Medicated aerosol dispensers are generally well known in the art, such as anti-asthmatic medication dispensers providing medication from a propellant-charged canister through a device for creating aerosol including a mouth piece. These devices generally created an aerosol having a spray with oversized liquid particles with a significant forward velocity which impacted the patient's mouth or lips when the inhaler was operated. There is no compact device which could deliver an aerosol from such a canister having droplets of one to three microns monodispersed size. A 10-centimeter (4-inch) spacer was typically attached to the inhaler in an attempt to provide uniform particle size, which did not succeed. These spacers produced a noncompace cumbersome inhaler with most of the medicine trapped in the device and not delivered to the patient.
Prior inhalers also produced an aerosol having a cold temperature which was uncomfortable to the patient. Sudden expansion of the liquified propellant/liquid medication mixture upon ejection from the canister resulted in severe cooling of the spray, and severe inertial impaction on the patient's nose and/or throat.
U.S. Pat. No. 4,241,877 to Hughes shows a vortex generating device in FIGS. 5A, 5B, and 6, wherein a gas and a liquid pass into a flow passage together from an inlet. The mixture flows about a rod and forms vortices thereabout and enters a bore along a portion of the rod after which the mixture exits the device through a constricted bore to a semispherical diverging outlet. The liquid is partially atomized as it leaves the bore in the inlet and becomes fully atomized as it leaves the semispherical diverging outlet in a vortical gas stream. A device is also shown where a gas and liquid under pressure are supplied together through an inlet member to a transversely extending rod for formation of vortices. The vortices flow in a direction coaxial with the rod to a constricted outlet bore and to a semispherical diverging outlet. The vortices also flow along auxiliary passages toward the constricted bore portion to combine with the previously-mentioned coaxial flowing vortices.
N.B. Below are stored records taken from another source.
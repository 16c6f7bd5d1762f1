//! Blogs state container. New posts are prepended, edits replace in place
//! and also refresh the open post.

use super::{Collection, Record, SharedCollection, Slot};
use crate::client::ApiClient;
use crate::error::ApiResult;
use crate::resources::blogs::{Blog, BlogDraft};

impl Record for Blog {
    fn record_id(&self) -> &str {
        &self.id
    }
}

#[derive(Debug, Clone)]
pub struct BlogStore {
    client: ApiClient,
    blogs: SharedCollection<Blog>,
    current: Slot<Blog>,
}

impl BlogStore {
    pub fn new(client: ApiClient) -> Self {
        Self {
            client,
            blogs: SharedCollection::new(),
            current: Slot::default(),
        }
    }

    pub fn snapshot(&self) -> Collection<Blog> {
        self.blogs.snapshot()
    }

    pub fn blogs(&self) -> Vec<Blog> {
        self.blogs.items()
    }

    pub fn current_blog(&self) -> Option<Blog> {
        self.current.get()
    }

    pub fn fetch(&self) -> ApiResult<bool> {
        self.blogs
            .fetch_with("fetchBlogs", || Ok((self.client.blogs().list()?, None)))
    }

    pub fn fetch_by_id(&self, id: &str) -> ApiResult<Blog> {
        let blog = self
            .blogs
            .track("fetchBlogById", || self.client.blogs().get(id), |_, _| {})?;
        self.current.set(Some(blog.clone()));
        Ok(blog)
    }

    /// New posts go to the top of the list.
    pub fn create(&self, draft: &BlogDraft) -> ApiResult<Blog> {
        self.blogs.track(
            "createBlog",
            || self.client.blogs().create(draft),
            |c, created| c.insert_front(created.clone()),
        )
    }

    pub fn update(&self, id: &str, draft: &BlogDraft) -> ApiResult<Blog> {
        let updated = self.blogs.track(
            "updateBlog",
            || self.client.blogs().update(id, draft),
            |c, updated| {
                c.replace_by_id(updated.clone());
            },
        )?;
        if self.current.get().is_some_and(|current| current.id == updated.id) {
            self.current.set(Some(updated.clone()));
        }
        Ok(updated)
    }

    pub fn remove(&self, id: &str) -> ApiResult<()> {
        self.blogs.track(
            "deleteBlog",
            || self.client.blogs().remove(id),
            |c, _| {
                c.remove_by_id(id);
            },
        )
    }

    /// Flip published/draft locally without a request.
    pub fn toggle_status_local(&self, id: &str) {
        self.blogs.update(|c| {
            if let Some(blog) = c.find_mut(id) {
                blog.status = blog.status.toggled();
            }
        });
    }

    pub fn clear_current(&self) {
        self.current.set(None);
    }

    pub fn clear_error(&self) {
        self.blogs.update(Collection::clear_error);
    }
}
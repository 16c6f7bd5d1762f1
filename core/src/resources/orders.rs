//! Customer orders. Read-mostly: the only mutation is a status change.

use serde::{Deserialize, Serialize};
use serde_json::Value;

use super::{decode, resource_path, server_pagination, unwrap_data, with_query, Page, PageQuery};
use crate::client::ApiClient;
use crate::error::ApiResult;
use crate::http::HttpMethod;

pub const DEFAULT_PAGE_SIZE: u32 = 10;

#[derive(Debug, Clone, Copy, PartialEq, Eq, Hash, Serialize, Deserialize)]
#[serde(rename_all = "lowercase")]
pub enum OrderStatus {
    Pending,
    Processing,
    Shipped,
    Delivered,
    Cancelled,
    Failed,
    Returned,
    /// Any status this client does not know about.
    #[serde(other)]
    Unknown,
}

impl OrderStatus {
    /// Statuses an admin can move an order to.
    pub const ALL: [OrderStatus; 7] = [
        OrderStatus::Pending,
        OrderStatus::Processing,
        OrderStatus::Shipped,
        OrderStatus::Delivered,
        OrderStatus::Cancelled,
        OrderStatus::Failed,
        OrderStatus::Returned,
    ];

    /// Orders in these states do not count towards revenue.
    pub fn is_void(self) -> bool {
        matches!(self, OrderStatus::Cancelled | OrderStatus::Failed | OrderStatus::Returned)
    }
}

#[derive(Debug, Clone, PartialEq, Serialize, Deserialize)]
#[serde(rename_all = "camelCase")]
pub struct OrderItem {
    #[serde(default)]
    pub product_name: String,
    #[serde(default)]
    pub product_code: Option<String>,
    #[serde(default)]
    pub product_image: Option<String>,
    #[serde(default)]
    pub quantity: u32,
    #[serde(default)]
    pub price_at_purchase: f64,
    #[serde(default)]
    pub item_total: f64,
}

#[derive(Debug, Clone, Default, PartialEq, Serialize, Deserialize)]
#[serde(rename_all = "camelCase")]
pub struct Address {
    #[serde(default)]
    pub name: String,
    #[serde(default)]
    pub phone: Option<String>,
    #[serde(default)]
    pub address_line1: Option<String>,
    #[serde(default)]
    pub address_line2: Option<String>,
    #[serde(default)]
    pub city: Option<String>,
    #[serde(default)]
    pub state: Option<String>,
    #[serde(default)]
    pub pincode: Option<String>,
}

#[derive(Debug, Clone, PartialEq, Serialize, Deserialize)]
#[serde(rename_all = "camelCase")]
pub struct Order {
    #[serde(rename = "_id")]
    pub id: String,
    #[serde(default)]
    pub order_number: String,
    pub status: OrderStatus,
    #[serde(default)]
    pub total: f64,
    #[serde(default)]
    pub subtotal: Option<f64>,
    #[serde(default)]
    pub shipping_charge: Option<f64>,
    #[serde(default)]
    pub tax_amount: Option<f64>,
    #[serde(default)]
    pub items: Vec<OrderItem>,
    #[serde(default)]
    pub shipping_address: Address,
    #[serde(default)]
    pub billing_address: Option<Address>,
    #[serde(default)]
    pub payment_method: Option<String>,
    #[serde(default)]
    pub payment_status: Option<String>,
    #[serde(default)]
    pub tracking_number: Option<String>,
    #[serde(default)]
    pub applied_coupon: Option<Value>,
    #[serde(default)]
    pub notes: Option<String>,
    #[serde(default)]
    pub created_at: Option<String>,
}

impl Order {
    /// Case-insensitive match on order number and customer name, plain
    /// substring match on phone.
    pub fn matches_search(&self, term: &str) -> bool {
        let needle = term.to_lowercase();
        self.order_number.to_lowercase().contains(&needle)
            || self.shipping_address.name.to_lowercase().contains(&needle)
            || self
                .shipping_address
                .phone
                .as_deref()
                .is_some_and(|phone| phone.contains(term))
    }
}

#[derive(Debug, Serialize)]
struct StatusChange {
    status: OrderStatus,
}

pub struct OrdersApi<'a> {
    client: &'a ApiClient,
}

impl<'a> OrdersApi<'a> {
    pub fn new(client: &'a ApiClient) -> Self {
        Self { client }
    }

    pub fn list(&self, query: &PageQuery) -> ApiResult<Page<Order>> {
        let payload = self.client.get(&with_query("/order/all-orders", &query.pairs()))?;
        let data = unwrap_data(payload);
        let items = match data.get("orders") {
            Some(list) if !list.is_null() => decode(list.clone(), "orders")?,
            _ => Vec::new(),
        };
        Ok(Page {
            items,
            pagination: server_pagination(&data, query.limit.unwrap_or(DEFAULT_PAGE_SIZE)),
        })
    }

    pub fn get(&self, id: &str) -> ApiResult<Order> {
        let payload = self.client.get(&resource_path(&["order", "order", id]))?;
        decode(unwrap_data(payload), "order")
    }

    /// Returns the server's response payload; callers patch local state
    /// from the status they sent.
    pub fn update_status(&self, id: &str, status: OrderStatus) -> ApiResult<Value> {
        let payload = self.client.send_json(
            HttpMethod::Patch,
            &resource_path(&["order", id, "status"]),
            &StatusChange { status },
        )?;
        Ok(unwrap_data(payload))
    }
}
The Hughes '877 device is suitable for relatively high mass flow rates, but would not be suitable for use with the propellant-charged canisters containing a relatively low propellant-to-medication liquid ratio. With such canisters, it is desirable to minimize the proportion of propellant in each dose and maximize the vortical action of the mixture while flowing through the transducer. Furthermore, it would be difficult and expensive to manufacture a device as indicated in the Hughes '877 patent and still provide the aerosol production capabilities required in conjunction with the propellant-charged canister.
Previous devices also suffered from oropharyngeal drug deposition due to the size and velocity of the aerosol particles. A paper by Martin Tobin, M.D., presented at American Association for Respiratory Therapy, 28th Annual Convention and Exposition, Oct. 30-Nov. 2, 1982, New Orleans, La., describes the various attempts to minimize the oropharyngeal deposition. One device incorporated a cylindrical tube, resulting in a reduction in oropharyngeal deposition. A pear-shaped tube, the design of which was chosen to simulate the shape of an aerosol cloud as it leaves the metered-dose inhaler, did not produce any additional reduction in oropharyngeal drug deposition.
U.S. Pat. Nos. 3,230,924 and 4,190,203 discuss the use of a resonator in conjunction with gas flow. The resonator disclosed in U.S. Pat. No. 4,190,203 assists in atomizing the aerosol produced from the transducer, but is cumbersome.
The present invention overcomes these deficiencies in the prior devices. The present device provides an aerosol delivered at a very small or negligible velocity thereby minimizing the impact of the aerosol on the patient. The device provides a mist having droplets which are uniform in size regardless of the variation in range of pressure provided through the liquified propellant in the canister or the amount of medicament atomized.
A chamber approximately one-fourth the size of the spacer of the prior devices can be used in the present device in order to create the low or zero velocity aerosol. Additionally, the warm temperature of the aerosol is more suitable to the body temperature of the patient for inhalation. The droplets produced by this device are always one to three microns monodispersed as necessary for full and complete penetration of the bronchial tree and the coating of the receptor sites. There is negligible or no deposition in the device itself as diametrically opposed to the prior devices. The performance of prior devices is shown in a paper entitled "Aerosolized Drug Delivery Accessories" by Cutie, et al. in "Aerosol Age", March 1984, which indicates that only 10-15% of the dose "actuated into the respiratory airways" as opposed to over 90% with the present invention.